§ Problem requirements: In the data below, locate each line with the word "sync" and list it.

§ Data records:

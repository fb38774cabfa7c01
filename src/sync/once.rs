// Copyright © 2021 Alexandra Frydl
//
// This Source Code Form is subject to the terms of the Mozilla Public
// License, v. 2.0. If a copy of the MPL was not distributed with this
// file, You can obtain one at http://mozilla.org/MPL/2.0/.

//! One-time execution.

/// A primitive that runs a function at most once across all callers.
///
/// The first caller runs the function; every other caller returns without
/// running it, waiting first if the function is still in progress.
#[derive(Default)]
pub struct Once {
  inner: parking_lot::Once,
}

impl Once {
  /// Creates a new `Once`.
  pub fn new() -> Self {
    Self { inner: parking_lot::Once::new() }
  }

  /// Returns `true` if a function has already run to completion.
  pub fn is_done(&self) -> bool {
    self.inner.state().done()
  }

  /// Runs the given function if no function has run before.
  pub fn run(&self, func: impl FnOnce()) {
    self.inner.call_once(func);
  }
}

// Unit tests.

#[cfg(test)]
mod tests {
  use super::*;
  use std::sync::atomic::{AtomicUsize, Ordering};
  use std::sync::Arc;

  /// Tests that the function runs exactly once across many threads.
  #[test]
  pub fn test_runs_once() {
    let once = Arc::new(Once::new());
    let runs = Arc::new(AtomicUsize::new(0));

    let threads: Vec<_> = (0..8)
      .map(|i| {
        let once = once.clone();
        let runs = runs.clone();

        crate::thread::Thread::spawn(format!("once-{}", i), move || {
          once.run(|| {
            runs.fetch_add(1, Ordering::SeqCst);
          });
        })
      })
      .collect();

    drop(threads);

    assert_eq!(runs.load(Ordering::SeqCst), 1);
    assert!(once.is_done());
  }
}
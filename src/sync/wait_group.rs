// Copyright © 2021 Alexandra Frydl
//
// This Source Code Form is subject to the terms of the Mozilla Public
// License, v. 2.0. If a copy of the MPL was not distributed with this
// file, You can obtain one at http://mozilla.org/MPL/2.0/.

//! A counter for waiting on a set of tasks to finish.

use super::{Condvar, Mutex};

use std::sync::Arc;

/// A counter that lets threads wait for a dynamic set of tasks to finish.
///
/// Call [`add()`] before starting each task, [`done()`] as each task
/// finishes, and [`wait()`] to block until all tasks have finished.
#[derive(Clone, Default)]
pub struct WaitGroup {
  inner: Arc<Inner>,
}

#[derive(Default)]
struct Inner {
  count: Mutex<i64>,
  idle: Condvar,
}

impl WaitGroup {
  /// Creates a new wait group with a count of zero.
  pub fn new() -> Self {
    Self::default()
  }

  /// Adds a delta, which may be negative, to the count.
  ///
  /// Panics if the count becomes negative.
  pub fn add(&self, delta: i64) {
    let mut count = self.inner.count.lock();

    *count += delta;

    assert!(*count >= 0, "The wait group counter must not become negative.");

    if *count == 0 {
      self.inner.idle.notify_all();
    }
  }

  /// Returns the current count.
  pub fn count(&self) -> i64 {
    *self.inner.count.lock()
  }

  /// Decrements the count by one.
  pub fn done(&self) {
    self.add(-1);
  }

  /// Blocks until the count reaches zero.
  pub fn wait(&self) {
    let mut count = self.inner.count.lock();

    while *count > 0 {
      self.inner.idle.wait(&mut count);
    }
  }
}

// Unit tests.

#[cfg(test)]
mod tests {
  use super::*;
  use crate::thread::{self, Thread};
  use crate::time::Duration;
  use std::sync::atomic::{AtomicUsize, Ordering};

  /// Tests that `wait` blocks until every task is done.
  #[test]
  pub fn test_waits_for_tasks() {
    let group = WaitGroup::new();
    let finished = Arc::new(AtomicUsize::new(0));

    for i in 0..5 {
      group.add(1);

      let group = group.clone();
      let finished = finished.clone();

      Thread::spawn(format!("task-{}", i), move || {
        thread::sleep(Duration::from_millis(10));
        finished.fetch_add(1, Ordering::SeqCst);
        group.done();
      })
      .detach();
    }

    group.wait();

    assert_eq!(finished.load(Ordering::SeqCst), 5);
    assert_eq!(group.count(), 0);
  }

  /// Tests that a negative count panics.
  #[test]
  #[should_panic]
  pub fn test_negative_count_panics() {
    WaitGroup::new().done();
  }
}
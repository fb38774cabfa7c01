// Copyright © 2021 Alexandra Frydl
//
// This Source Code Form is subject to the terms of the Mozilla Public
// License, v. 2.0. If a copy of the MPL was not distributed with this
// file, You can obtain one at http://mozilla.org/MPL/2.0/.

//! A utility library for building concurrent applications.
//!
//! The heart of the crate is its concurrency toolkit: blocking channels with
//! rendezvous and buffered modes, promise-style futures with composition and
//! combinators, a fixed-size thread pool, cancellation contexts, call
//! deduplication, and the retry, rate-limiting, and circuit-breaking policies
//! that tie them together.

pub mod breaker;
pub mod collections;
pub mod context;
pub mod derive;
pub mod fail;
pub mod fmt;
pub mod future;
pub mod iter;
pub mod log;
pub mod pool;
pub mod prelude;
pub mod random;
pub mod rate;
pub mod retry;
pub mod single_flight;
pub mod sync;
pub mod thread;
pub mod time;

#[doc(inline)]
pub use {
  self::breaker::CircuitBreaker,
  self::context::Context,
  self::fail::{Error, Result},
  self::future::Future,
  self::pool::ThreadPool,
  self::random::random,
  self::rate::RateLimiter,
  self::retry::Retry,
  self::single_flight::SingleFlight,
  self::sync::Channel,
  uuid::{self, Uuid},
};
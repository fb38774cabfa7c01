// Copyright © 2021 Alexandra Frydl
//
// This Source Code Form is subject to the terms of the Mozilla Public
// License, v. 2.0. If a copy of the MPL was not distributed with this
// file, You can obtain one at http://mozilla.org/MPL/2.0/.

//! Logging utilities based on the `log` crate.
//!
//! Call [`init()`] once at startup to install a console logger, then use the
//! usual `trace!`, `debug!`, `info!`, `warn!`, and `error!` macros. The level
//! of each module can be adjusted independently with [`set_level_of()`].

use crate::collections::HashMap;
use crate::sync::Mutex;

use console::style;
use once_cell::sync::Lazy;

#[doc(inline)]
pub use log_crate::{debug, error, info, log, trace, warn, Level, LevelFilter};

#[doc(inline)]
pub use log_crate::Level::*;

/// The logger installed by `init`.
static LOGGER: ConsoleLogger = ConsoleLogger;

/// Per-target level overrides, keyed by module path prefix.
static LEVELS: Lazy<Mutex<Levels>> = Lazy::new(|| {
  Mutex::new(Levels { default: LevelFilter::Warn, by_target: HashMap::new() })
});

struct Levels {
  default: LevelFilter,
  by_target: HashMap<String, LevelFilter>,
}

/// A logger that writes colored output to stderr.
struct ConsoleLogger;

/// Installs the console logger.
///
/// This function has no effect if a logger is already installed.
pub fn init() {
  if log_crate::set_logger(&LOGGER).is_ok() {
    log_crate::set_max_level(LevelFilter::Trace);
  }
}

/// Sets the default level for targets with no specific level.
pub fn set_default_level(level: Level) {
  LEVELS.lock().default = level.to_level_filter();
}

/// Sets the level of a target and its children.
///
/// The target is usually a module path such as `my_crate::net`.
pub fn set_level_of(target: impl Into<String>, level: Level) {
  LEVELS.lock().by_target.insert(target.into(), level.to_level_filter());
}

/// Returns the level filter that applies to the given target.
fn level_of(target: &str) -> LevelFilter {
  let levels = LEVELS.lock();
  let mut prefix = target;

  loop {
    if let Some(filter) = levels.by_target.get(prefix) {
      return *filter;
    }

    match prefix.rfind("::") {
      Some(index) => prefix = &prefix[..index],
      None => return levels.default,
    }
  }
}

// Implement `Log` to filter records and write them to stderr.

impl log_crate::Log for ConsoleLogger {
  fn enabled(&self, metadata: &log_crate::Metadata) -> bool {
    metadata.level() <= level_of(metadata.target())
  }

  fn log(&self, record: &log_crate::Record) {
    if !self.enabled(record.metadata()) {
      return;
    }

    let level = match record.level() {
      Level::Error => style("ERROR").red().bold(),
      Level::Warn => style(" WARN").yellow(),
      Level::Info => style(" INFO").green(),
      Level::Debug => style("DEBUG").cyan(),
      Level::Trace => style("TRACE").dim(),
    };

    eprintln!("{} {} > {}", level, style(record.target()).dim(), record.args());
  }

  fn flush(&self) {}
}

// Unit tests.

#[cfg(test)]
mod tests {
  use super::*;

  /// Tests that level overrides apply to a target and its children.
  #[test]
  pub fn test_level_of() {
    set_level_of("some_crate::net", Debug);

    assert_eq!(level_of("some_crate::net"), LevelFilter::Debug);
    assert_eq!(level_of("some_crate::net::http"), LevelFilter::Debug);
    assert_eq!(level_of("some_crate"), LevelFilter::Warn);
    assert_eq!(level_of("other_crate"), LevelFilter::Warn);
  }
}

§ Finished task:
filename src/sync/once.rs
  use std::sync::atomic::{AtomicUsize, Ordering};
  use std::sync::Arc;
filename src/sync/wait_group.rs
use std::sync::Arc;
  use std::sync::atomic::{AtomicUsize, Ordering};
pub mod sync;
  self::sync::Channel,
use crate::sync::Mutex;
use once_cell::sync::Lazy;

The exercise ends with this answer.